Zara, Inditex and Amancio Ortega – the Responsibility of International Success

| Friday August 18th, 2006 | 6 Comments

zara.jpgEd Note:I’m happy to announce Jenni Lukac from Barcelona as a 3P contributor. This is the first of 5 in depth pieces that should add a little more variety to the site, as well as a bit of European flair! Withour further ado…
If I mention the names Amancio Ortega and Inditex to anyone outside of Spain I usually receive the puzzled response, “Who?” If I mention these names in Spain, they are almost universally received with a mixture of sincere admiration and ill-dissimulated envy – and I know what the other is thinking: “Him, again. How on earth does he do it?” Son of a railway employee from León, 70-year-old Ortega is the founder of Inditex, the richest man in Spain, the seventh richest in Europe and recently ranked 23rd in Forbes´ list of wealthy individuals worldwide.

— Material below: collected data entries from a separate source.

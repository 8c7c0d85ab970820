use crate::domain::market::signal::SignalLabel;
use crate::domain::market::types::{Candle, OrderBookSnapshot, Trade};
use anyhow::Result;
use async_trait::async_trait;
use serde::{Deserialize, Serialize};

// Need async_trait for async functions in traits
#[async_trait]
pub trait MarketDataService: Send + Sync {
    async fn fetch_candles(&self, symbol: &str, limit: usize) -> Result<Vec<Candle>>;
    async fn fetch_trades(&self, symbol: &str, limit: usize) -> Result<Vec<Trade>>;
    async fn fetch_order_book(&self, symbol: &str, depth: usize) -> Result<OrderBookSnapshot>;
}

/// How a past signal resolved once its window elapsed.
#[derive(Debug, Clone, Copy, PartialEq, Eq, Serialize, Deserialize)]
#[serde(rename_all = "SCREAMING_SNAKE_CASE")]
pub enum Outcome {
    Win,
    Loss,
    Flat,
}

/// One persisted analysis with its eventual outcome.
#[derive(Debug, Clone, Serialize, Deserialize)]
pub struct HistoricalOutcome {
    pub symbol: String,
    pub signal: SignalLabel,
    pub confidence: f64,
    pub timestamp: i64,
    pub outcome: Outcome,
}

/// Read-only view of the persisted analysis history. Consumed only by
/// pattern memory; the core never writes through this.
#[async_trait]
pub trait HistoryStore: Send + Sync {
    async fn symbol_history(
        &self,
        symbol: &str,
        scope: &str,
        days: u32,
    ) -> Result<Vec<HistoricalOutcome>>;
}

/// Alert-cooldown bookkeeping, injected so scan workers share one store.
///
/// Contract: `should_alert` answers whether the symbol's last alert is
/// older than the TTL; `mark_alerted` records `now` for the symbol and
/// must be atomic per symbol. Implementations evict expired entries.
pub trait CooldownStore: Send + Sync {
    fn should_alert(&self, symbol: &str, now: i64) -> bool;
    fn mark_alerted(&self, symbol: &str, now: i64);
}
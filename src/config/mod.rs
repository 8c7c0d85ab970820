//! Configuration loading from environment variables, with detector
//! parameters optionally layered from a TOML file.

mod analysis_config;

pub use analysis_config::AnalysisConfig;

use anyhow::{Context, Result};
use std::env;
use std::path::PathBuf;
use std::time::Duration;

/// Main application configuration.
#[derive(Debug, Clone)]
pub struct Config {
    /// Symbols swept each cycle.
    pub symbols: Vec<String>,
    /// Pause between sweep cycles.
    pub sweep_interval: Duration,
    /// Concurrent per-symbol analyses.
    pub max_concurrency: usize,
    /// Minimum gap between alerts for the same symbol.
    pub alert_cooldown: Duration,
    /// Candles requested per symbol per cycle.
    pub candle_limit: usize,
    /// Trades requested per symbol per cycle.
    pub trade_limit: usize,
    /// Detector tunables.
    pub analysis: AnalysisConfig,
}

impl Default for Config {
    fn default() -> Self {
        Self {
            symbols: vec!["BTCUSDT".to_string(), "ETHUSDT".to_string()],
            sweep_interval: Duration::from_secs(60),
            max_concurrency: 4,
            alert_cooldown: Duration::from_secs(900),
            candle_limit: 200,
            trade_limit: 500,
            analysis: AnalysisConfig::default(),
        }
    }
}

impl Config {
    /// Load from environment variables, falling back to defaults for any
    /// unset value. `ANALYSIS_CONFIG` names an optional TOML file for the
    /// detector parameters.
    pub fn from_env() -> Result<Self> {
        let defaults = Config::default();

        let symbols = match env::var("SYMBOLS") {
            Ok(raw) => {
                let parsed: Vec<String> = raw
                    .split(',')
                    .map(|s| s.trim().to_uppercase())
                    .filter(|s| !s.is_empty())
                    .collect();
                if parsed.is_empty() {
                    anyhow::bail!("SYMBOLS is set but contains no symbols: {:?}", raw);
                }
                parsed
            }
            Err(_) => defaults.symbols,
        };

        let sweep_interval = parse_secs("SWEEP_INTERVAL_SECS", defaults.sweep_interval)?;
        let alert_cooldown = parse_secs("ALERT_COOLDOWN_SECS", defaults.alert_cooldown)?;
        let max_concurrency = parse_usize("MAX_CONCURRENCY", defaults.max_concurrency)?;
        if max_concurrency == 0 {
            anyhow::bail!("MAX_CONCURRENCY must be at least 1");
        }
        let candle_limit = parse_usize("CANDLE_LIMIT", defaults.candle_limit)?;
        let trade_limit = parse_usize("TRADE_LIMIT", defaults.trade_limit)?;

        let analysis = match env::var("ANALYSIS_CONFIG") {
            Ok(path) => AnalysisConfig::from_toml_file(&PathBuf::from(path))?,
            Err(_) => AnalysisConfig::default(),
        };

        Ok(Self {
            symbols,
            sweep_interval,
            max_concurrency,
            alert_cooldown,
            candle_limit,
            trade_limit,
            analysis,
        })
    }
}

fn parse_secs(key: &str, default: Duration) -> Result<Duration> {
    match env::var(key) {
        Ok(raw) => {
            let secs: u64 = raw
                .parse()
                .with_context(|| format!("{} must be an integer number of seconds: {:?}", key, raw))?;
            Ok(Duration::from_secs(secs))
        }
        Err(_) => Ok(default),
    }
}

fn parse_usize(key: &str, default: usize) -> Result<usize> {
    match env::var(key) {
        Ok(raw) => raw
            .parse()
            .with_context(|| format!("{} must be an integer: {:?}", key, raw)),
        Err(_) => Ok(default),
    }
}

#[cfg(test)]
mod tests {
    use super::*;

    #[test]
    fn test_defaults() {
        let config = Config::default();
        assert_eq!(config.symbols.len(), 2);
        assert_eq!(config.sweep_interval, Duration::from_secs(60));
        assert_eq!(config.max_concurrency, 4);
        assert_eq!(config.alert_cooldown, Duration::from_secs(900));
    }
}
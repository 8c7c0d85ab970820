use crate::domain::errors::IngestError;
use crate::domain::market::types::{Candle, MarketSnapshot, OrderBookSnapshot, Trade};
use rust_decimal::Decimal;

/// Centralized validator for market data integrity.
///
/// Rejects data that is physically impossible (negative prices, inverted
/// candles, unsorted books, timestamps running backwards) before it can
/// reach the analysis core. A rejection skips the symbol's cycle.
pub struct SnapshotValidator;

impl SnapshotValidator {
    pub fn validate(snapshot: &MarketSnapshot) -> Result<(), IngestError> {
        Self::validate_candles(&snapshot.candles)?;
        Self::validate_trades(&snapshot.trades)?;
        Self::validate_book(&snapshot.order_book)?;
        Ok(())
    }

    pub fn validate_candles(candles: &[Candle]) -> Result<(), IngestError> {
        for (i, candle) in candles.iter().enumerate() {
            if candle.open <= Decimal::ZERO
                || candle.high <= Decimal::ZERO
                || candle.low <= Decimal::ZERO
                || candle.close <= Decimal::ZERO
            {
                return Err(IngestError::NonPositivePrice {
                    what: "candle",
                    index: i,
                });
            }
            if candle.low > candle.high {
                return Err(IngestError::InvertedCandle { index: i });
            }
            if candle.volume < Decimal::ZERO {
                return Err(IngestError::NegativeQuantity {
                    what: "candle",
                    index: i,
                });
            }
            if i > 0 && candles[i - 1].timestamp >= candle.timestamp {
                return Err(IngestError::NonMonotonicTimestamps {
                    index: i,
                    prev: candles[i - 1].timestamp,
                    next: candle.timestamp,
                });
            }
        }
        Ok(())
    }

    pub fn validate_trades(trades: &[Trade]) -> Result<(), IngestError> {
        for (i, trade) in trades.iter().enumerate() {
            if trade.price <= Decimal::ZERO {
                return Err(IngestError::NonPositivePrice {
                    what: "trade",
                    index: i,
                });
            }
            if trade.qty < Decimal::ZERO {
                return Err(IngestError::NegativeQuantity {
                    what: "trade",
                    index: i,
                });
            }
        }
        Ok(())
    }

    pub fn validate_book(book: &OrderBookSnapshot) -> Result<(), IngestError> {
        for (i, level) in book.bids.iter().chain(book.asks.iter()).enumerate() {
            if level.price <= Decimal::ZERO {
                return Err(IngestError::NonPositivePrice {
                    what: "book level",
                    index: i,
                });
            }
            if level.qty < Decimal::ZERO {
                return Err(IngestError::NegativeQuantity {
                    what: "book level",
                    index: i,
                });
            }
        }
        // Bids descending
        for i in 1..book.bids.len() {
            if book.bids[i].price > book.bids[i - 1].price {
                return Err(IngestError::UnsortedBook {
                    side: "bids",
                    index: i,
                });
            }
        }
        // Asks ascending
        for i in 1..book.asks.len() {
            if book.asks[i].price < book.asks[i - 1].price {
                return Err(IngestError::UnsortedBook {
                    side: "asks",
                    index: i,
                });
            }
        }
        Ok(())
    }
}

#[cfg(test)]
mod tests {
    use super::*;
    use crate::domain::market::types::{BookLevel, TakerSide};
    use rust_decimal_macros::dec;

    fn ok_candle(ts: i64) -> Candle {
        Candle {
            open: dec!(100),
            high: dec!(101),
            low: dec!(99),
            close: dec!(100),
            volume: dec!(1000),
            timestamp: ts,
        }
    }

    #[test]
    fn test_valid_series_passes() {
        let candles: Vec<Candle> = (0..5).map(ok_candle).collect();
        assert!(SnapshotValidator::validate_candles(&candles).is_ok());
    }

    #[test]
    fn test_backwards_timestamps_rejected() {
        let mut candles: Vec<Candle> = (0..5).map(ok_candle).collect();
        candles[3].timestamp = 1;
        let err = SnapshotValidator::validate_candles(&candles).unwrap_err();
        assert!(matches!(err, IngestError::NonMonotonicTimestamps { .. }));
    }

    #[test]
    fn test_inverted_candle_rejected() {
        let mut candles: Vec<Candle> = (0..2).map(ok_candle).collect();
        candles[1].low = dec!(200);
        let err = SnapshotValidator::validate_candles(&candles).unwrap_err();
        assert!(matches!(err, IngestError::InvertedCandle { index: 1 }));
    }

    #[test]
    fn test_negative_trade_qty_rejected() {
        let trades = vec![Trade {
            price: dec!(100),
            qty: dec!(-1),
            timestamp: 0,
            taker_side: TakerSide::Buy,
        }];
        let err = SnapshotValidator::validate_trades(&trades).unwrap_err();
        assert!(matches!(err, IngestError::NegativeQuantity { .. }));
    }

    #[test]
    fn test_unsorted_bids_rejected() {
        let book = OrderBookSnapshot {
            bids: vec![
                BookLevel { price: dec!(99), qty: dec!(1) },
                BookLevel { price: dec!(100), qty: dec!(1) },
            ],
            asks: vec![],
        };
        let err = SnapshotValidator::validate_book(&book).unwrap_err();
        assert!(matches!(err, IngestError::UnsortedBook { side: "bids", .. }));
    }
}
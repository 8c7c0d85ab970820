pub mod analysis;
pub mod anomaly;
pub mod regime;
pub mod signal;
pub mod types;
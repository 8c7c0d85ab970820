//! Application services: the analysis core, the cross-symbol sweep, and
//! the pattern-memory consumer.

pub mod analysis;
pub mod pattern_memory;
pub mod scanner;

Zara, the largest of Amancio Ortega’s companies and the flagship of his Inditex empire, recently moved up from 77th to 73rd place in Businessweek´s list of the 100 World’s Best Brands, the first Spanish firm to rank in Businessweek´s top 100 and the highest ranked name in fashion. The company also scored an astounding fourth place in Google’s Europe and Africa rankings, following Nokia, Ikea and Skype and ahead of fifth place BMW. Since 2002, Inditex has formed a part of the Dow Jones Sustainability Index and the FTSE4Good Index. No other Spanish company can compare with the rate of expansion and the CSR and environmental protection credibility that Inditex has sustained over the years. Having eclipsed his domestic counterparts and outpaced the foreign competition, such as H&M, Ortega’s empire stands in a class of its own.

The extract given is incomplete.